In the listing below, the lines from the first through the one with "pairs.into_iter().collect()" are to be copied word for word.
- - -
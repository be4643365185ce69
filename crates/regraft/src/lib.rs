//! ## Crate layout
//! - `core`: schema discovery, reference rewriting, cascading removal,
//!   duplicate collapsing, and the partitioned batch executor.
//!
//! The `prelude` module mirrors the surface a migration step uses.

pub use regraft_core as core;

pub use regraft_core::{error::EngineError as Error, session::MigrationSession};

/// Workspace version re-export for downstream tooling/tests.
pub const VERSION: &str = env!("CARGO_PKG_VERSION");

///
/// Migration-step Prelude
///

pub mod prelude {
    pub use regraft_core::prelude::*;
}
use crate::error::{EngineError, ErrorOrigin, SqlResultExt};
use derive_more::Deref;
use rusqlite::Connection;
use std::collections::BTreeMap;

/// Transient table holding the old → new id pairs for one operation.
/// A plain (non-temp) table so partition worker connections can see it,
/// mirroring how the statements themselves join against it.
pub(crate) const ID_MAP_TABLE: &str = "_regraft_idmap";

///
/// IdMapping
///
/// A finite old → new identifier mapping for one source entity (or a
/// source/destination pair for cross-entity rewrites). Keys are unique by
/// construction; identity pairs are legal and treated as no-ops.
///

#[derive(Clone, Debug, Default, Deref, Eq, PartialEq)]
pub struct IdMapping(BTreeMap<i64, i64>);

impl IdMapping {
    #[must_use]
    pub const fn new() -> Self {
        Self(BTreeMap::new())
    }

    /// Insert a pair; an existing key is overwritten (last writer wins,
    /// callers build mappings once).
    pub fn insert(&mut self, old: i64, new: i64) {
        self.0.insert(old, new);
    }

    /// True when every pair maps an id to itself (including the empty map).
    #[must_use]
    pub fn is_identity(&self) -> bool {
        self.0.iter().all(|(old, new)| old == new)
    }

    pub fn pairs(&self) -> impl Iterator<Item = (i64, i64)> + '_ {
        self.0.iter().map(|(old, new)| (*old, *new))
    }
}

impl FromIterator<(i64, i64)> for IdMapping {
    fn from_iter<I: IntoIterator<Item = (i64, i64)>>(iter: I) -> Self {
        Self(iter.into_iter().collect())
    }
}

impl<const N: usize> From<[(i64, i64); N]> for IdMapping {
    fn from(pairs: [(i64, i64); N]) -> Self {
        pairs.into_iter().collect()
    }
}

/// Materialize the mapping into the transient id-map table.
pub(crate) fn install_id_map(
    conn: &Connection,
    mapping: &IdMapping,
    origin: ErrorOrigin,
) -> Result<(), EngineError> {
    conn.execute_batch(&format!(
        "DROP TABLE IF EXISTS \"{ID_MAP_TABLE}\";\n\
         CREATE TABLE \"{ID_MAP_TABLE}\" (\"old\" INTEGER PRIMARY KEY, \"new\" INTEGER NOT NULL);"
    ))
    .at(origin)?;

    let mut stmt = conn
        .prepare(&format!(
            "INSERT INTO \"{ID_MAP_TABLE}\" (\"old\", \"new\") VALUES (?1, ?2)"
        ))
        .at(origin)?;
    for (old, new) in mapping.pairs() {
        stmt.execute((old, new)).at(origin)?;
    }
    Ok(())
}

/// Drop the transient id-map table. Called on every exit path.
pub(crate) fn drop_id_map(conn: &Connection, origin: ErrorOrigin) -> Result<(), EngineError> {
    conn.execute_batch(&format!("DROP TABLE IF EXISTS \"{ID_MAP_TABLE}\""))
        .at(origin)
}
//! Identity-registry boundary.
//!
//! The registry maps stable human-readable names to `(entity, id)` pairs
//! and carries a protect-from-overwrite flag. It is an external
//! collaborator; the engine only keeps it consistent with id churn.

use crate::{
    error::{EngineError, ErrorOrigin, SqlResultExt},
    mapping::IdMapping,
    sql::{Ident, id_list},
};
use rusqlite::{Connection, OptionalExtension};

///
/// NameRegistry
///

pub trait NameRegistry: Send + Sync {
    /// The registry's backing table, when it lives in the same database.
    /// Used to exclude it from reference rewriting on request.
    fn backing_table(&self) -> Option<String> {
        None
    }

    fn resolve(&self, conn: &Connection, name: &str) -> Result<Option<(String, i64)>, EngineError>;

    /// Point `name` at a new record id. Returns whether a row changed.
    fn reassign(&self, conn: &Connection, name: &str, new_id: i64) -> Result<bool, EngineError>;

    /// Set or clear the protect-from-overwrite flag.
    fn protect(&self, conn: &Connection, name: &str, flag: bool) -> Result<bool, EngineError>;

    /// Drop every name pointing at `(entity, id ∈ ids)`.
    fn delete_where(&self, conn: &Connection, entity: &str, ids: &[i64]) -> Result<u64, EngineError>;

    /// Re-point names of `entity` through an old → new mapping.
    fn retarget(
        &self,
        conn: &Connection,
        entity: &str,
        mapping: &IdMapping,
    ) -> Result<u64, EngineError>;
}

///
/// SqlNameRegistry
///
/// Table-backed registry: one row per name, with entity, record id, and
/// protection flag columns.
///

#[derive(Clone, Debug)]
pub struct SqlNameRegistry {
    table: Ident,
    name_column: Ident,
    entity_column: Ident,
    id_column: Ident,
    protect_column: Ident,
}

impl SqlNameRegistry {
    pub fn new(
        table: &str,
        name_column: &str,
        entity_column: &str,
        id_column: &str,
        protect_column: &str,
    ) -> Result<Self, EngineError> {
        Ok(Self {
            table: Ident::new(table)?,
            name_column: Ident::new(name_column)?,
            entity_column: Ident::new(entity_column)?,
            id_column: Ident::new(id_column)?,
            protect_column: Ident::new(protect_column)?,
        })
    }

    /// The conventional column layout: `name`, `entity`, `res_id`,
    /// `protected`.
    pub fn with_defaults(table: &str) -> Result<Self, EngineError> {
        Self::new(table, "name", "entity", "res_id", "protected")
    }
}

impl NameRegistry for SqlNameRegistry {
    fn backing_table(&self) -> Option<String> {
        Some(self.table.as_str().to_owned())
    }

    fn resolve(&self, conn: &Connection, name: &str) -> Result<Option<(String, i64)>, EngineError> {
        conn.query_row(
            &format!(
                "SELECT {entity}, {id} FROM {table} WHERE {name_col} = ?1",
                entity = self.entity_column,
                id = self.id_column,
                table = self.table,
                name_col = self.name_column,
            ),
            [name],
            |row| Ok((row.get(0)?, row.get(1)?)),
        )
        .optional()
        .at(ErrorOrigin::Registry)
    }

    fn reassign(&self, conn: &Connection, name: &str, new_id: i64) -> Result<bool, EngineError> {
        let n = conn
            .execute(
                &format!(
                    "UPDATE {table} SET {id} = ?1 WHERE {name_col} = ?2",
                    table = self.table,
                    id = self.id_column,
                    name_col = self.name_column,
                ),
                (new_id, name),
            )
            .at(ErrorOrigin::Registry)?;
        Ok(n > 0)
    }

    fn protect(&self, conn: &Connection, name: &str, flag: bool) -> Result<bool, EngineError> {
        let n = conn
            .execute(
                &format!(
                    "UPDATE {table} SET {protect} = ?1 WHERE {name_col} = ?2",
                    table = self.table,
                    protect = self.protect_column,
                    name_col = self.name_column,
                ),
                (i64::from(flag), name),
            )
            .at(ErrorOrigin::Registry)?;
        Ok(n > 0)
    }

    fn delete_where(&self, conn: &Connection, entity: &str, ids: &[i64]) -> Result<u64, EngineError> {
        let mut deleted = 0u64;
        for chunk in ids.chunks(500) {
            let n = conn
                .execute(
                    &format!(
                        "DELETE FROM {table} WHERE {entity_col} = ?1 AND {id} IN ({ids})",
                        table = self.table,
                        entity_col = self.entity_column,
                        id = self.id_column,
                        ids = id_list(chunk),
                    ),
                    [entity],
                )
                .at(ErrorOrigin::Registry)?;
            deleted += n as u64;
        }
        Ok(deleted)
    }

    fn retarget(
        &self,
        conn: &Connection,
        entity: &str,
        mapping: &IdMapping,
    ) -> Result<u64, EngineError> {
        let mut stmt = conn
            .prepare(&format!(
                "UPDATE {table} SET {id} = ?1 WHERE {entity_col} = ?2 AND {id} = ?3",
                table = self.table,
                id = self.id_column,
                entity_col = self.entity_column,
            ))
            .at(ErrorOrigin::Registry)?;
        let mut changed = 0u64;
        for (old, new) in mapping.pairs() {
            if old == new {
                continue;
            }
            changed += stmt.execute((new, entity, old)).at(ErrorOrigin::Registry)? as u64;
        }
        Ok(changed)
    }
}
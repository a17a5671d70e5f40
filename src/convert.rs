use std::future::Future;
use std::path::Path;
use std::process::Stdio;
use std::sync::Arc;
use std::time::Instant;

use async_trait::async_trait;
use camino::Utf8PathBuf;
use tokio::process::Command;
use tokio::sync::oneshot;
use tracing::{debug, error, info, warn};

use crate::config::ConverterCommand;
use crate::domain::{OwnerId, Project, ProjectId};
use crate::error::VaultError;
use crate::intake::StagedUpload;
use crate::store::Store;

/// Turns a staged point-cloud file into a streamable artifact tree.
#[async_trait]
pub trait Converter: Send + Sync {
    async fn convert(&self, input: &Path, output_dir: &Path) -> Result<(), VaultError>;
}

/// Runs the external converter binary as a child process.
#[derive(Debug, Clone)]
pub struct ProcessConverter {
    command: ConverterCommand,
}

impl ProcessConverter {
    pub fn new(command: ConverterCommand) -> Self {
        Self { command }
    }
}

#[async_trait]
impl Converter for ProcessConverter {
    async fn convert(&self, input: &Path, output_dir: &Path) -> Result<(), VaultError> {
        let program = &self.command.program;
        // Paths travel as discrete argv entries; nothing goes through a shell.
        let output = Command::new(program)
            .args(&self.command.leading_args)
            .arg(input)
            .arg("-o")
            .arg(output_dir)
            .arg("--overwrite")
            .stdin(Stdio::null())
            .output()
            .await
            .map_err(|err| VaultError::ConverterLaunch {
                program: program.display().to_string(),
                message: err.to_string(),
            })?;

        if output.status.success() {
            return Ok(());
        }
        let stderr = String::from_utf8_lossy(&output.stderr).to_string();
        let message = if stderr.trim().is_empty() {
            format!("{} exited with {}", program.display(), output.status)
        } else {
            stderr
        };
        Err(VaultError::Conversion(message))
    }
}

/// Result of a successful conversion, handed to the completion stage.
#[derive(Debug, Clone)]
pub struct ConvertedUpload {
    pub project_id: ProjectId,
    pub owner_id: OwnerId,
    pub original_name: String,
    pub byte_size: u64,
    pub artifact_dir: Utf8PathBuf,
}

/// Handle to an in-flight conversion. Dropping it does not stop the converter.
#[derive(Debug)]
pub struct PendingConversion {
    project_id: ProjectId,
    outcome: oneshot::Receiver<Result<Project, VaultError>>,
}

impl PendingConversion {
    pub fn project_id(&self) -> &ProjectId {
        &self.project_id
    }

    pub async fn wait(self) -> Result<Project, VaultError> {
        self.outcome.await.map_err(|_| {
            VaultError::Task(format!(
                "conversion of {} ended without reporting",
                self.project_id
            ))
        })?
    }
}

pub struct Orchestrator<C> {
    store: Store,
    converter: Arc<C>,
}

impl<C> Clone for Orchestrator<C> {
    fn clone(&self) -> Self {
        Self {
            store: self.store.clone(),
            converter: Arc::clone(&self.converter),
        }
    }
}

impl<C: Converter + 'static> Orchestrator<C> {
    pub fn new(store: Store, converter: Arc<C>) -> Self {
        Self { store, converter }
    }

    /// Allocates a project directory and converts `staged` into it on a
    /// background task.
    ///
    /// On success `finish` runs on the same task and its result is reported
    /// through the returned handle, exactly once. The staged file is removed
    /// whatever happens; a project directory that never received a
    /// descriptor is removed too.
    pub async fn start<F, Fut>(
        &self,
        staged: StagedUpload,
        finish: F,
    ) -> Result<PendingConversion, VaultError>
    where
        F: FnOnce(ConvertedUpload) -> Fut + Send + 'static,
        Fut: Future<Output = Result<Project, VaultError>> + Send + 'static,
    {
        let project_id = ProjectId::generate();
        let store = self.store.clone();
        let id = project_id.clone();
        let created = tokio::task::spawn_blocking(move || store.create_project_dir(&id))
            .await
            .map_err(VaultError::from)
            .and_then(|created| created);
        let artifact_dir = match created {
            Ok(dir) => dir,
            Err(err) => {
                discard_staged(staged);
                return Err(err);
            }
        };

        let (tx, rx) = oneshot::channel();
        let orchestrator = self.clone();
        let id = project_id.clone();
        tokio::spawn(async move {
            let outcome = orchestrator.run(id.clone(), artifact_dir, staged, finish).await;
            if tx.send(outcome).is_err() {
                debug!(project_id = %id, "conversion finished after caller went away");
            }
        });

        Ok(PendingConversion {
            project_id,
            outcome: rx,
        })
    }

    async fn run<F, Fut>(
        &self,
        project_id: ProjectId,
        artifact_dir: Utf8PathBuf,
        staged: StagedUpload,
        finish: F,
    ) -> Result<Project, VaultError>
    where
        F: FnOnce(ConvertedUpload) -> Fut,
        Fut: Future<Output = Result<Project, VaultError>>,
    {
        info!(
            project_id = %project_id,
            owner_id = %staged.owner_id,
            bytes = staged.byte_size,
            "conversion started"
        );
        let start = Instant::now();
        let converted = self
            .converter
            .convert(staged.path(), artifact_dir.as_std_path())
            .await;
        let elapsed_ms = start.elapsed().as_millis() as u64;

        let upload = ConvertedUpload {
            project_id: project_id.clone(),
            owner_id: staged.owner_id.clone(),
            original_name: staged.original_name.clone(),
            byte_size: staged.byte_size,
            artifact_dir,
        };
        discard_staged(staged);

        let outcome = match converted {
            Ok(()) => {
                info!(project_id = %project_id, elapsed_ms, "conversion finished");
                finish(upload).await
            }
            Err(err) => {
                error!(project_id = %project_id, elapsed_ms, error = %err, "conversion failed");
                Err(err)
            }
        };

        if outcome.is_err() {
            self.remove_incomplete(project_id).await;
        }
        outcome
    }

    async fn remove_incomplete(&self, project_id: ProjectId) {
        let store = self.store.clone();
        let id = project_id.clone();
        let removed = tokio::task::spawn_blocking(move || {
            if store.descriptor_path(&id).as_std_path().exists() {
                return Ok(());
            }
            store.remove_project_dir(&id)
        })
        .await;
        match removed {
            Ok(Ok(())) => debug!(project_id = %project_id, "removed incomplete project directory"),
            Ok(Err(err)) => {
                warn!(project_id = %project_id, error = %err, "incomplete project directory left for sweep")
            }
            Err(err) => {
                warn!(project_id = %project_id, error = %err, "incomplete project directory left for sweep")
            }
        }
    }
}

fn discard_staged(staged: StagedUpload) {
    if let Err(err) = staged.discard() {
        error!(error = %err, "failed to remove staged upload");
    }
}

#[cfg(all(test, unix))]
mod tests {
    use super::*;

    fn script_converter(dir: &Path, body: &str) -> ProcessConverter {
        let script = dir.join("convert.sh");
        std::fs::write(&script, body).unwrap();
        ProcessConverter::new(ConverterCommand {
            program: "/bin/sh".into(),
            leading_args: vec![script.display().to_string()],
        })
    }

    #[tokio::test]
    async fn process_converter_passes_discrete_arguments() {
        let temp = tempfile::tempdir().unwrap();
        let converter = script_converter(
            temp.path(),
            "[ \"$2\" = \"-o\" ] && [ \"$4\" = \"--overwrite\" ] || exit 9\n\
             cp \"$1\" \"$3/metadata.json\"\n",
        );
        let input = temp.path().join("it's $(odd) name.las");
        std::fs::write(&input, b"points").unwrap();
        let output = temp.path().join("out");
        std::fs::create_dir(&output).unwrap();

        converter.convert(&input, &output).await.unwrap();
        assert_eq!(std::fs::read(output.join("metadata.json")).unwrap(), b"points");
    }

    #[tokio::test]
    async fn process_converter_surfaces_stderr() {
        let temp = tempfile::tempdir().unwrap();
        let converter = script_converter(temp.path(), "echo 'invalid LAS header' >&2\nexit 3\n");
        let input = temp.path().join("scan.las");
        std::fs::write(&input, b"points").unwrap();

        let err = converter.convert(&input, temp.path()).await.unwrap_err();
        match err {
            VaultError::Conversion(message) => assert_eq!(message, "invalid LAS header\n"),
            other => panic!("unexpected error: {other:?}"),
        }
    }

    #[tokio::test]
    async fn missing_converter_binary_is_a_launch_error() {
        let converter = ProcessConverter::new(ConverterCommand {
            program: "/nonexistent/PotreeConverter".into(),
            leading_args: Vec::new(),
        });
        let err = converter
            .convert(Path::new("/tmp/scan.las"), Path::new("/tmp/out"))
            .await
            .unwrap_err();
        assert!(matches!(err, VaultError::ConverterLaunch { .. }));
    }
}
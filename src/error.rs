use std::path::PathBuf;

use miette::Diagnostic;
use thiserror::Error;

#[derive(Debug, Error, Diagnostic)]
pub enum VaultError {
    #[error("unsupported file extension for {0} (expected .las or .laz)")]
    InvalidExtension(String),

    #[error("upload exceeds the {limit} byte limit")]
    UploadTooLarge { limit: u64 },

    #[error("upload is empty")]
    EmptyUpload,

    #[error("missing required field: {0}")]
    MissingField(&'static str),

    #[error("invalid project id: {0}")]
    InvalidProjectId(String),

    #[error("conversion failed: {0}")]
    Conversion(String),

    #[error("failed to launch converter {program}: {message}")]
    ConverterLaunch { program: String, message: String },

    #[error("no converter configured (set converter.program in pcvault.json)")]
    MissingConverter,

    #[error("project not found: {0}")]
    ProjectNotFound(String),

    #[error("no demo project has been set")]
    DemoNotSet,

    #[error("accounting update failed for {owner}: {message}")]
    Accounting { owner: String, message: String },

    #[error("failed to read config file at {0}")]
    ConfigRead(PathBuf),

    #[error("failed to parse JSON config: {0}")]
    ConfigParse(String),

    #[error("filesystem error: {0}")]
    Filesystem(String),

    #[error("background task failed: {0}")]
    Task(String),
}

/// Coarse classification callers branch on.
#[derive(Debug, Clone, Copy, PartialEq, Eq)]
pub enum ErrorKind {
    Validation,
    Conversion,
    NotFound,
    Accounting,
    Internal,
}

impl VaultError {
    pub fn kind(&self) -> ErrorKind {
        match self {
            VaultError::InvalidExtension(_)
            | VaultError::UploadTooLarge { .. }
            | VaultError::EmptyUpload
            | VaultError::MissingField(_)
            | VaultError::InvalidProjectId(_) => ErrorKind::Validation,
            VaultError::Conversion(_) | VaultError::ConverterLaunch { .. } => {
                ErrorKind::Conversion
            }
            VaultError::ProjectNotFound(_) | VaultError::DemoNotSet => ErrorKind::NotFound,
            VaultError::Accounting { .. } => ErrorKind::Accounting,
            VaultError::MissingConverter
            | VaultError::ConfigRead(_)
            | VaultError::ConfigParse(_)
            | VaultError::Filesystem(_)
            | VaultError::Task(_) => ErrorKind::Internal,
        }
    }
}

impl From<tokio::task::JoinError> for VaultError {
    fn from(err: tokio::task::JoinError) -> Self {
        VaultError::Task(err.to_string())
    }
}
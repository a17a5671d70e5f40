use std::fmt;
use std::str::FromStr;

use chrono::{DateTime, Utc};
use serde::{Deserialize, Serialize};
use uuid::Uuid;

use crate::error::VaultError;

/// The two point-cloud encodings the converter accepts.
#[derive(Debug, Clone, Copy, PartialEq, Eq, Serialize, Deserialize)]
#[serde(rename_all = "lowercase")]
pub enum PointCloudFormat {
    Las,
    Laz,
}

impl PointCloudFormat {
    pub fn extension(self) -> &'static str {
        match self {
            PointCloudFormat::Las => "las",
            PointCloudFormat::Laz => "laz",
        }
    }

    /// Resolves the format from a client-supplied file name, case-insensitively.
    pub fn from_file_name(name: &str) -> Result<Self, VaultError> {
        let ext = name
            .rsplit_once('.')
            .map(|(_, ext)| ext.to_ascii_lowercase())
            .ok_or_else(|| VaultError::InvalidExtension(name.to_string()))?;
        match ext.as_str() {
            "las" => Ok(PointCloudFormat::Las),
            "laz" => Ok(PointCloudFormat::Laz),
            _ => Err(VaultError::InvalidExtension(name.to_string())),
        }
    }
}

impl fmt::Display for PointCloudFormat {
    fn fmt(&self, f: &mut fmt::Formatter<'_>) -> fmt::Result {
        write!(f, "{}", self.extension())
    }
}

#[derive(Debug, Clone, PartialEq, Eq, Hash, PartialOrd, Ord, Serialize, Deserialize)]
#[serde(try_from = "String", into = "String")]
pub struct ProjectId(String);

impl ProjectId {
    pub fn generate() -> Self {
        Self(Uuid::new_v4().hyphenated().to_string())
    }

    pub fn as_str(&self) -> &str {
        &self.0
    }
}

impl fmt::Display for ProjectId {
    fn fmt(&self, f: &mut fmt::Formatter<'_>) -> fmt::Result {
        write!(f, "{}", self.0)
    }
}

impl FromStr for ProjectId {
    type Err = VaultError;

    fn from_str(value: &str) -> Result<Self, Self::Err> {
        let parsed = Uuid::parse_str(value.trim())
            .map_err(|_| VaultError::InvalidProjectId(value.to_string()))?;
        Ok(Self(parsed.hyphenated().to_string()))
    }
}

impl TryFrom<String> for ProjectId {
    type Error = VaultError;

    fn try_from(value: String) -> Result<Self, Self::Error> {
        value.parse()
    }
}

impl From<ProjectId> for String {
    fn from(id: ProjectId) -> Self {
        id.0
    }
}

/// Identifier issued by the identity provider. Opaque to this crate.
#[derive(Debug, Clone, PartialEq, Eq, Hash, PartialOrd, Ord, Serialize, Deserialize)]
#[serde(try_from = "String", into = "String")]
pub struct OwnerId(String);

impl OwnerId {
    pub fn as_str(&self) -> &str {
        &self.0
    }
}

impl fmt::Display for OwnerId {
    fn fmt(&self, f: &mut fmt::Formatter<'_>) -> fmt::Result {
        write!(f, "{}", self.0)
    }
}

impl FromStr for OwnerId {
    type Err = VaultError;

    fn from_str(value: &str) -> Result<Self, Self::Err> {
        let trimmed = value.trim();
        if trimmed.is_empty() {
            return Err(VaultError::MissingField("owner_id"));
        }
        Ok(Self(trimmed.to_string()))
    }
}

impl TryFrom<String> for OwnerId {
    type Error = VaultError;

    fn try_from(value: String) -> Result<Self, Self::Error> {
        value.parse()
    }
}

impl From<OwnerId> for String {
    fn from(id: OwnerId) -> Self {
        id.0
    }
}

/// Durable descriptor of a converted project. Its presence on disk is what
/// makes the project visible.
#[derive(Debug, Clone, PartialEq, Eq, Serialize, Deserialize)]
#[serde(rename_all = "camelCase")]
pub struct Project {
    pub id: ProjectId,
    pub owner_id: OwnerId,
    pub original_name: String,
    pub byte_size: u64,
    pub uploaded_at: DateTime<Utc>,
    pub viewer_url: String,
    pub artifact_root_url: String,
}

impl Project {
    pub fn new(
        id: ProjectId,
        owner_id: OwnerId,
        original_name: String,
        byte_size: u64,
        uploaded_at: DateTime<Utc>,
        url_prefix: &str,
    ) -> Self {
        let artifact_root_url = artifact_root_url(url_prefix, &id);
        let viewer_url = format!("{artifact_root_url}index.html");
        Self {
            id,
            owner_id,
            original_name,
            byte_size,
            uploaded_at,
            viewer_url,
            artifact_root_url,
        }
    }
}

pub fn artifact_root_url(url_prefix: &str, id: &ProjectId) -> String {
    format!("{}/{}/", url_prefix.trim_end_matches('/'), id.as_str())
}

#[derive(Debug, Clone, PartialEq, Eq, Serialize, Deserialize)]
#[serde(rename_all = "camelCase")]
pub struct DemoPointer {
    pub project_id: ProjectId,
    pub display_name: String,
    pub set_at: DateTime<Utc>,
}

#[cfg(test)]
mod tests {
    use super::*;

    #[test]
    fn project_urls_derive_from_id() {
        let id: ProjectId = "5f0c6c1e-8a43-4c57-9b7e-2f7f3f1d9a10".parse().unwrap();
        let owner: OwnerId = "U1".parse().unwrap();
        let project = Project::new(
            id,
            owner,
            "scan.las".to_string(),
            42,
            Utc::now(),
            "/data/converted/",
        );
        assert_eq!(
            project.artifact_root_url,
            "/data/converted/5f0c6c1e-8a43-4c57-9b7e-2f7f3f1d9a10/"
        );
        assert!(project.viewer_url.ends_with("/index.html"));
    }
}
- - -
REPLY TO THE EXERCISE »
repository be4643365185ce69
filename crates/regraft/src/lib.rs
//! ## Crate layout
//! - `core`: schema discovery, reference rewriting, cascading removal,
//!   duplicate collapsing, and the partitioned batch executor.
//!
//! The `prelude` module mirrors the surface a migration step uses.

pub use regraft_core as core;

pub use regraft_core::{error::EngineError as Error, session::MigrationSession};

/// Workspace version re-export for downstream tooling/tests.
pub const VERSION: &str = env!("CARGO_PKG_VERSION");

///
/// Migration-step Prelude
///

pub mod prelude {
    pub use regraft_core::prelude::*;
}
use crate::error::{EngineError, ErrorOrigin, SqlResultExt};
use derive_more::Deref;
use rusqlite::Connection;
use std::collections::BTreeMap;

/// Transient table holding the old → new id pairs for one operation.
/// A plain (non-temp) table so partition worker connections can see it,
/// mirroring how the statements themselves join against it.
pub(crate) const ID_MAP_TABLE: &str = "_regraft_idmap";

///
/// IdMapping
///
/// A finite old → new identifier mapping for one source entity (or a
/// source/destination pair for cross-entity rewrites). Keys are unique by
/// construction; identity pairs are legal and treated as no-ops.
///

#[derive(Clone, Debug, Default, Deref, Eq, PartialEq)]
pub struct IdMapping(BTreeMap<i64, i64>);

impl IdMapping {
    #[must_use]
    pub const fn new() -> Self {
        Self(BTreeMap::new())
    }

    /// Insert a pair; an existing key is overwritten (last writer wins,
    /// callers build mappings once).
    pub fn insert(&mut self, old: i64, new: i64) {
        self.0.insert(old, new);
    }

    /// True when every pair maps an id to itself (including the empty map).
    #[must_use]
    pub fn is_identity(&self) -> bool {
        self.0.iter().all(|(old, new)| old == new)
    }

    pub fn pairs(&self) -> impl Iterator<Item = (i64, i64)> + '_ {
        self.0.iter().map(|(old, new)| (*old, *new))
    }
}

impl FromIterator<(i64, i64)> for IdMapping {
    fn from_iter<I: IntoIterator<Item = (i64, i64)>>(iter: I) -> Self {
        Self(iter.into_iter().collect())
    }
}

impl<const N: usize> From<[(i64, i64); N]> for IdMapping {
    fn from(pairs: [(i64, i64); N]) -> Self {
        pairs.into_iter().collect()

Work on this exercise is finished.